### Activity
Please transcribe the data that follows, keeping every line exact.

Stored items
......
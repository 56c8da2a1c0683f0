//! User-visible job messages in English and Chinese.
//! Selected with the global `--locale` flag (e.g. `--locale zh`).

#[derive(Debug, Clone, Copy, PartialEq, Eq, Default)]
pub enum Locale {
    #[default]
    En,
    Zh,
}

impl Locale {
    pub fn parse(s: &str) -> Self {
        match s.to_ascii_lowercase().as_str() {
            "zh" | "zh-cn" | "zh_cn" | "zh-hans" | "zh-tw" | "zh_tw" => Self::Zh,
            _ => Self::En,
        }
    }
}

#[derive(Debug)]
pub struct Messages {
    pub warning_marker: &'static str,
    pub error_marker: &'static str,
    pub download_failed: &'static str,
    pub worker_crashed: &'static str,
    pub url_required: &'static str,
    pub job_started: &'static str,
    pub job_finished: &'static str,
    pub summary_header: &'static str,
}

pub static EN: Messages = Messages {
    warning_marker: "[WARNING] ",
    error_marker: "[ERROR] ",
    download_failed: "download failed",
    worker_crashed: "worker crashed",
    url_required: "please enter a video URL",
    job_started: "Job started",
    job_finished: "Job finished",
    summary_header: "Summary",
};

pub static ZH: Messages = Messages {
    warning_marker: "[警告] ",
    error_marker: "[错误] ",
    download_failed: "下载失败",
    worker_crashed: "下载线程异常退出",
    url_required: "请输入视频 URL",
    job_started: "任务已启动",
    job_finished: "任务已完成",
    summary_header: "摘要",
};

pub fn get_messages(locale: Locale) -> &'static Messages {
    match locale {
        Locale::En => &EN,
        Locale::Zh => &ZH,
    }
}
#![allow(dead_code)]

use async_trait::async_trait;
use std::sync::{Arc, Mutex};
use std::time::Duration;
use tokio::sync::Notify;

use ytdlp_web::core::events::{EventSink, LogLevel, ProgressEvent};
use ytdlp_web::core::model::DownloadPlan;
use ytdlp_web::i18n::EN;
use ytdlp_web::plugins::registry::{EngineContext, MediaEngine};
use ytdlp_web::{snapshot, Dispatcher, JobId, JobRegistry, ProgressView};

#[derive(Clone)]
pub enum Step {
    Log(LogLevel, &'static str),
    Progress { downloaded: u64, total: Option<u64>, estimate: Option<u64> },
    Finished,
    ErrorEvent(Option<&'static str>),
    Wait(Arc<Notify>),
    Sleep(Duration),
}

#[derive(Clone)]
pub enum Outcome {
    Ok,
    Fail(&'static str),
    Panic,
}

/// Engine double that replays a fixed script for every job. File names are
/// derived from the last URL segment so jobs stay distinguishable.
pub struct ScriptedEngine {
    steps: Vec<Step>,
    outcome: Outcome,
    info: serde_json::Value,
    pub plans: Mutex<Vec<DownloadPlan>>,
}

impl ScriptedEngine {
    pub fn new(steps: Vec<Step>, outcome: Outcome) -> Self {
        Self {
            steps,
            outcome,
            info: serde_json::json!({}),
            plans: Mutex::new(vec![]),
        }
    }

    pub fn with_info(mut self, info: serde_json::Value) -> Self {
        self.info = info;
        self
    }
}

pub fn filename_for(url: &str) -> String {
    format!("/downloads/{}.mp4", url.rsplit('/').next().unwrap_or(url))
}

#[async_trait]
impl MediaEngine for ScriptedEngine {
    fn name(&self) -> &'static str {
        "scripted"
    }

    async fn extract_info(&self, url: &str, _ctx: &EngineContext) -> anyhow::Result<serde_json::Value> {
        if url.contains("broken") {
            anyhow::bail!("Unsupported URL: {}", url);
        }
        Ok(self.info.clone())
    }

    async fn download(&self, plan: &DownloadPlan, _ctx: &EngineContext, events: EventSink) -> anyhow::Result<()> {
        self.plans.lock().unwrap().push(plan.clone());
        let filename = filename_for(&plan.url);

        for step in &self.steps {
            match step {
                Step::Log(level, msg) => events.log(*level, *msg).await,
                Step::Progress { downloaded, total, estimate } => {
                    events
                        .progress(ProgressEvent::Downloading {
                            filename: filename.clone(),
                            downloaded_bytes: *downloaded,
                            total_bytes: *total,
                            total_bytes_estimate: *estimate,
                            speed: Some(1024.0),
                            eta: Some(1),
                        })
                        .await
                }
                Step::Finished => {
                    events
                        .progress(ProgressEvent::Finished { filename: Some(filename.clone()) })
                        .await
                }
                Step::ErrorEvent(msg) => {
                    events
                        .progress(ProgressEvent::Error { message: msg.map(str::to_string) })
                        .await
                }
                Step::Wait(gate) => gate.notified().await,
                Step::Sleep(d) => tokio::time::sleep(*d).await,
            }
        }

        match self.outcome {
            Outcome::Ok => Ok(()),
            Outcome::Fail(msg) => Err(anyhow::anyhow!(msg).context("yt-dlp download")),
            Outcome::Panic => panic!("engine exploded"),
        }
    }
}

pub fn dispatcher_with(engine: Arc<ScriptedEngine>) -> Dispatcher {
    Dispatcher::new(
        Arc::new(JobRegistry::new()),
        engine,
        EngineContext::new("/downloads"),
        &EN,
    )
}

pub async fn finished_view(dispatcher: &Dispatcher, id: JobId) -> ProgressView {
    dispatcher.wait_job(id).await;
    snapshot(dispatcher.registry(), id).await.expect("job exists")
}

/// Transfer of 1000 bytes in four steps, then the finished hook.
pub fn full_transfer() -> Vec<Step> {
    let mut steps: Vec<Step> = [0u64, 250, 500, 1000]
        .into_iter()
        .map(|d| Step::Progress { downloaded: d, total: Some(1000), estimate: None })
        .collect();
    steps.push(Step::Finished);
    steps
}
......
### Exercise solution
repository 56c8da2a1c0683f0
//! User-visible job messages in English and Chinese.
//! Selected with the global `--locale` flag (e.g. `--locale zh`).

#[derive(Debug, Clone, Copy, PartialEq, Eq, Default)]
pub enum Locale {
    #[default]
    En,
    Zh,
}

impl Locale {
    pub fn parse(s: &str) -> Self {
        match s.to_ascii_lowercase().as_str() {
            "zh" | "zh-cn" | "zh_cn" | "zh-hans" | "zh-tw" | "zh_tw" => Self::Zh,
            _ => Self::En,
        }
    }
}

#[derive(Debug)]
pub struct Messages {
    pub warning_marker: &'static str,
    pub error_marker: &'static str,
    pub download_failed: &'static str,
    pub worker_crashed: &'static str,
    pub url_required: &'static str,
    pub job_started: &'static str,
    pub job_finished: &'static str,
    pub summary_header: &'static str,
}

pub static EN: Messages = Messages {
    warning_marker: "[WARNING] ",
    error_marker: "[ERROR] ",
    download_failed: "download failed",
    worker_crashed: "worker crashed",
    url_required: "please enter a video URL",
    job_started: "Job started",
    job_finished: "Job finished",
    summary_header: "Summary",
};

pub static ZH: Messages = Messages {
    warning_marker: "[警告] ",
    error_marker: "[错误] ",
    download_failed: "下载失败",
    worker_crashed: "下载线程异常退出",
    url_required: "请输入视频 URL",
    job_started: "任务已启动",
    job_finished: "任务已完成",
    summary_header: "摘要",
};

pub fn get_messages(locale: Locale) -> &'static Messages {
    match locale {
        Locale::En => &EN,
        Locale::Zh => &ZH,
    }
}
#![allow(dead_code)]

use async_trait::async_trait;
use std::sync::{Arc, Mutex};
use std::time::Duration;
use tokio::sync::Notify;

use ytdlp_web::core::events::{EventSink, LogLevel, ProgressEvent};
use ytdlp_web::core::model::DownloadPlan;
use ytdlp_web::i18n::EN;
use ytdlp_web::plugins::registry::{EngineContext, MediaEngine};
use ytdlp_web::{snapshot, Dispatcher, JobId, JobRegistry, ProgressView};

#[derive(Clone)]
pub enum Step {
    Log(LogLevel, &'static str),
    Progress { downloaded: u64, total: Option<u64>, estimate: Option<u64> },
    Finished,
    ErrorEvent(Option<&'static str>),
    Wait(Arc<Notify>),
    Sleep(Duration),
}

#[derive(Clone)]
pub enum Outcome {
    Ok,
    Fail(&'static str),
    Panic,
}

/// Engine double that replays a fixed script for every job. File names are
/// derived from the last URL segment so jobs stay distinguishable.
pub struct ScriptedEngine {
    steps: Vec<Step>,
    outcome: Outcome,
    info: serde_json::Value,
    pub plans: Mutex<Vec<DownloadPlan>>,
}

impl ScriptedEngine {
    pub fn new(steps: Vec<Step>, outcome: Outcome) -> Self {
        Self {
            steps,
            outcome,
            info: serde_json::json!({}),
            plans: Mutex::new(vec![]),
        }
    }

    pub fn with_info(mut self, info: serde_json::Value) -> Self {
        self.info = info;
        self
    }
}

pub fn filename_for(url: &str) -> String {
    format!("/downloads/{}.mp4", url.rsplit('/').next().unwrap_or(url))
}

#[async_trait]
impl MediaEngine for ScriptedEngine {
    fn name(&self) -> &'static str {
        "scripted"
    }

    async fn extract_info(&self, url: &str, _ctx: &EngineContext) -> anyhow::Result<serde_json::Value> {
        if url.contains("broken") {
            anyhow::bail!("Unsupported URL: {}", url);
        }
        Ok(self.info.clone())
    }

    async fn download(&self, plan: &DownloadPlan, _ctx: &EngineContext, events: EventSink) -> anyhow::Result<()> {
        self.plans.lock().unwrap().push(plan.clone());
        let filename = filename_for(&plan.url);

        for step in &self.steps {
            match step {
                Step::Log(level, msg) => events.log(*level, *msg).await,
                Step::Progress { downloaded, total, estimate } => {
                    events
                        .progress(ProgressEvent::Downloading {
                            filename: filename.clone(),
                            downloaded_bytes: *downloaded,
                            total_bytes: *total,
                            total_bytes_estimate: *estimate,
                            speed: Some(1024.0),
                            eta: Some(1),
                        })
                        .await
                }
                Step::Finished => {
                    events
                        .progress(ProgressEvent::Finished { filename: Some(filename.clone()) })
                        .await
                }
                Step::ErrorEvent(msg) => {
                    events
                        .progress(ProgressEvent::Error { message: msg.map(str::to_string) })
                        .await
                }
                Step::Wait(gate) => gate.notified().await,
                Step::Sleep(d) => tokio::time::sleep(*d).await,
            }
        }

        match self.outcome {
            Outcome::Ok => Ok(()),
            Outcome::Fail(msg) => Err(anyhow::anyhow!(msg).context("yt-dlp download")),
            Outcome::Panic => panic!("engine exploded"),
        }
    }
}

pub fn dispatcher_with(engine: Arc<ScriptedEngine>) -> Dispatcher {
    Dispatcher::new(
        Arc::new(JobRegistry::new()),
        engine,
        EngineContext::new("/downloads"),
        &EN,
    )
}

pub async fn finished_view(dispatcher: &Dispatcher, id: JobId) -> ProgressView {
    dispatcher.wait_job(id).await;
    snapshot(dispatcher.registry(), id).await.expect("job exists")
}

/// Transfer of 1000 bytes in four steps, then the finished hook.
pub fn full_transfer() -> Vec<Step> {
    let mut steps: Vec<Step> = [0u64, 250, 500, 1000]
        .into_iter()
        .map(|d| Step::Progress { downloaded: d, total: Some(1000), estimate: None })
        .collect();
    steps.push(Step::Finished);
    steps
}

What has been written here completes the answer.